### Problem
Lines with "match": please show every one of them from the listing below.

### Provided records

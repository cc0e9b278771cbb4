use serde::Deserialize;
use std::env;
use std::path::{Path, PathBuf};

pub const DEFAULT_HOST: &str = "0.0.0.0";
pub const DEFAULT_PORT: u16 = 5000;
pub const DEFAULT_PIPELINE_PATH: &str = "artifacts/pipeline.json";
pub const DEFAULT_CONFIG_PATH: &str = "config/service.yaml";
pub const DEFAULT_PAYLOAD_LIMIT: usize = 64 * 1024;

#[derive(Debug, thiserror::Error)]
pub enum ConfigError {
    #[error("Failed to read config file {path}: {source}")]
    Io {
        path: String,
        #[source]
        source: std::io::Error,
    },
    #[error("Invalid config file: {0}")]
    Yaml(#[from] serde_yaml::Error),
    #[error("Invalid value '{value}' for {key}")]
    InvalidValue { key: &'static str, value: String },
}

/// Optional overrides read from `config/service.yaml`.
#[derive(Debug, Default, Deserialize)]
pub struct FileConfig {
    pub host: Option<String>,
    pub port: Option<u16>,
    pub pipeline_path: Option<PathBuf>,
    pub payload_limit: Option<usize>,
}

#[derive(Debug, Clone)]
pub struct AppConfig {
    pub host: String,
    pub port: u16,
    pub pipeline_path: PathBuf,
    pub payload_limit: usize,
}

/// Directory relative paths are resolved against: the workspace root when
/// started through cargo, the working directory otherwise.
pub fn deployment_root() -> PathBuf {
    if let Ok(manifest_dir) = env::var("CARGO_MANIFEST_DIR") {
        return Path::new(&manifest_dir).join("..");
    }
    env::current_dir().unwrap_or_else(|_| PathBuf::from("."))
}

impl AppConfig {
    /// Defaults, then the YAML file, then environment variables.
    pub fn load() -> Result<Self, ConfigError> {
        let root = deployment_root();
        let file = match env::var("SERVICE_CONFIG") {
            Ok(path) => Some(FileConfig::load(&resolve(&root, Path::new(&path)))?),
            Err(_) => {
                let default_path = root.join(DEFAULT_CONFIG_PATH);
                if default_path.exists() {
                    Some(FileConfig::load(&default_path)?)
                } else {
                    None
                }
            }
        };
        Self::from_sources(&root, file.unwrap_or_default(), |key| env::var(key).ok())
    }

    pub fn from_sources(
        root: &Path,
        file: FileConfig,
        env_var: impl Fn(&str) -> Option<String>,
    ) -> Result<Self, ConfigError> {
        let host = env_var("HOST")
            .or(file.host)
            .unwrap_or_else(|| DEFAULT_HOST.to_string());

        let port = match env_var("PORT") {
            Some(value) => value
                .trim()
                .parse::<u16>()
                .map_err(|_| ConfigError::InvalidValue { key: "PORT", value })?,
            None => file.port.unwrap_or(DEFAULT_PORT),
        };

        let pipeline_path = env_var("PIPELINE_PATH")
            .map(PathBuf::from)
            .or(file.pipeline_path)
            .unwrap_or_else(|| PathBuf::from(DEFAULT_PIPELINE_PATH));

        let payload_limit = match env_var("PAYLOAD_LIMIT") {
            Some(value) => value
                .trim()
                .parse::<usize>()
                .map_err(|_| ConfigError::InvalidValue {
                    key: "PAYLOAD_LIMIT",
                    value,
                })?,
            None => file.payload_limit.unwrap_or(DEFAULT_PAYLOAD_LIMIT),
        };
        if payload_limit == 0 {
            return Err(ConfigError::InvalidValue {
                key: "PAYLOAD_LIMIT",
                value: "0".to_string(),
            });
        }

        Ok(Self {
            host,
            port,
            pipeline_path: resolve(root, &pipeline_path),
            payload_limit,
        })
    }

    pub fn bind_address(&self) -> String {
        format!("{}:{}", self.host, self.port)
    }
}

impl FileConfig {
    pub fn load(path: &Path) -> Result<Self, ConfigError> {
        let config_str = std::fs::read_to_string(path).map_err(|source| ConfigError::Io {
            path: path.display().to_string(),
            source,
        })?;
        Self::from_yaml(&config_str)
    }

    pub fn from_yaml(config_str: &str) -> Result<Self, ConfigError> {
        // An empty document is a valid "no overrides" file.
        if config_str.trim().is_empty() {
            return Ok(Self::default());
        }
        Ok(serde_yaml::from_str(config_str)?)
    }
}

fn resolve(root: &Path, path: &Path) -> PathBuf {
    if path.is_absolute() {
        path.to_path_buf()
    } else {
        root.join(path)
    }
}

### Solution for this problem
        let file = match env::var("SERVICE_CONFIG") {
        let port = match env_var("PORT") {
        let payload_limit = match env_var("PAYLOAD_LIMIT") {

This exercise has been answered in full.